The collection is structured into seven sections—“I/ Botched Mythology,” “II/ The Cards Dealt,” “Appendix I/ Quit Dying to Die,” “III/ The Knives Held,” “Appendix II/ A Masculine Division,” “IV? Rigged Games” and “V/ Final Play,” the third, fifth and final sections each composed of but a single poem. “I want to take the violence out of my life and replace it with a swan pond.” she writes, to open the final sequence, the final section.
In finely-carved lyrics, Turner writes of illness, love, literary life and the movement of time, from poem titles such as “Copywriting for Pornstars” and “She Found Me Taking Photos of the Snails / and Wondered Why I Was So Into Being Down” to “Quit Dying to Die” and “I Want to Get Married Before I Start Losing Organs.” There is an urgency to her poems that emerge from the awareness of time passing, and time potentially ending sooner than it should; an urgency that often emerges through as an urgency of the immediate present. She writes of her ongoing illness and her lack of patience with nonsense with an incredible, almost wistful, clarity, as well as an ongoing, layered exhaustion, such as the ending of “Cancer Season (reprise),” that reads: “I’m so violently tired. // Anemic with want, siphoned out, / I wade fading into the indigo // tide of this July. You pass me / a cigarette to satiate a compulsion // I don’t even need filled. Listen to that. / I didn’t need. For once, écoute.” She writes of an exhaustion, and a notion of time that is constant: not enough time, wasting time, bereft of time, I don’t have the time, or simply out of time altogether. This is a solid debut; The Only Card in a Deck of Knives writes with a confidence that refuses to be showy, but finely honed, subtle and fully considered.
In Case of Emergency, Please Hang Up
Mangos are the ripest weapons on hand.
You ask me what I’ve wanted the longest
and I say, A mate whose jugular I couldn’t burst.
Going everywhere in a transparent blouse
only to see
where visitors would leave their signature.

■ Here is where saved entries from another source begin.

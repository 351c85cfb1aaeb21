//! Board geometry, seats, occupancy and move generation.
//!
//! Everything here is static or a pure function of an occupancy snapshot;
//! no module in `board` owns mutable game state.

pub mod moves;
pub mod occupancy;
pub mod seats;
pub mod topology;

pub use moves::MoveGenerator;
pub use occupancy::Occupancy;
pub use seats::{
    SeatColor, SeatConfig, SeatDescriptor, SeatId, PIECES_PER_SEAT, SUPPORTED_PLAYER_COUNTS,
};
pub use topology::{BoardTopology, Cell, CellId, Direction, Jump, Zone, CELL_COUNT};
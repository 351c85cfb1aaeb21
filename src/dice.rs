//! Turn-order dice.

use std::collections::VecDeque;
use std::sync::Mutex;

use rand::Rng;

/// Faces on the turn-order die.
pub const DIE_FACES: u8 = 6;

/// Source of die rolls, injected so tests can fix the draw.
pub trait DieRoller: Send + Sync {
    /// A value in `1..=DIE_FACES`.
    fn roll(&self) -> u8;
}

/// Uniform rolls from the thread-local RNG.
#[derive(Debug, Clone, Copy, Default)]
pub struct ThreadRngDie;

impl DieRoller for ThreadRngDie {
    fn roll(&self) -> u8 {
        rand::thread_rng().gen_range(1..=DIE_FACES)
    }
}

/// Replays a fixed sequence, then repeats its last value.
#[derive(Debug)]
pub struct ScriptedDie {
    values: Mutex<VecDeque<u8>>,
    last: Mutex<u8>,
}

impl ScriptedDie {
    pub fn new(values: impl IntoIterator<Item = u8>) -> Self {
        Self {
            values: Mutex::new(values.into_iter().collect()),
            last: Mutex::new(1),
        }
    }
}

impl DieRoller for ScriptedDie {
    fn roll(&self) -> u8 {
        let next = self.values.lock().ok().and_then(|mut v| v.pop_front());
        let mut last = match self.last.lock() {
            Ok(guard) => guard,
            Err(poisoned) => poisoned.into_inner(),
        };
        if let Some(value) = next {
            *last = value.clamp(1, DIE_FACES);
        }
        *last
    }
}

#[cfg(test)]
mod tests {
    use super::*;

    #[test]
    fn test_thread_rng_in_range() {
        let die = ThreadRngDie;
        for _ in 0..200 {
            let value = die.roll();
            assert!((1..=DIE_FACES).contains(&value));
        }
    }

    #[test]
    fn test_scripted_sequence() {
        let die = ScriptedDie::new([4, 4, 9]);
        assert_eq!(die.roll(), 4);
        assert_eq!(die.roll(), 4);
        assert_eq!(die.roll(), 6);
        assert_eq!(die.roll(), 6);
    }
}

The sky is entrailed with fireworks.
a hobo in Hochelaga tells me not to swallow
gunpowder into my guts like Pop Rocks candy.
Speaking enough French to avoid making
a French exit
at picnics no one packed food for.
I do enough damage without refuelling, tx.
Who are pedophiles when the kiddie pools drain
I ask hooked questions, keeping catcallers
beguiled and at bay
as Cancer season nicks our ankles to blood.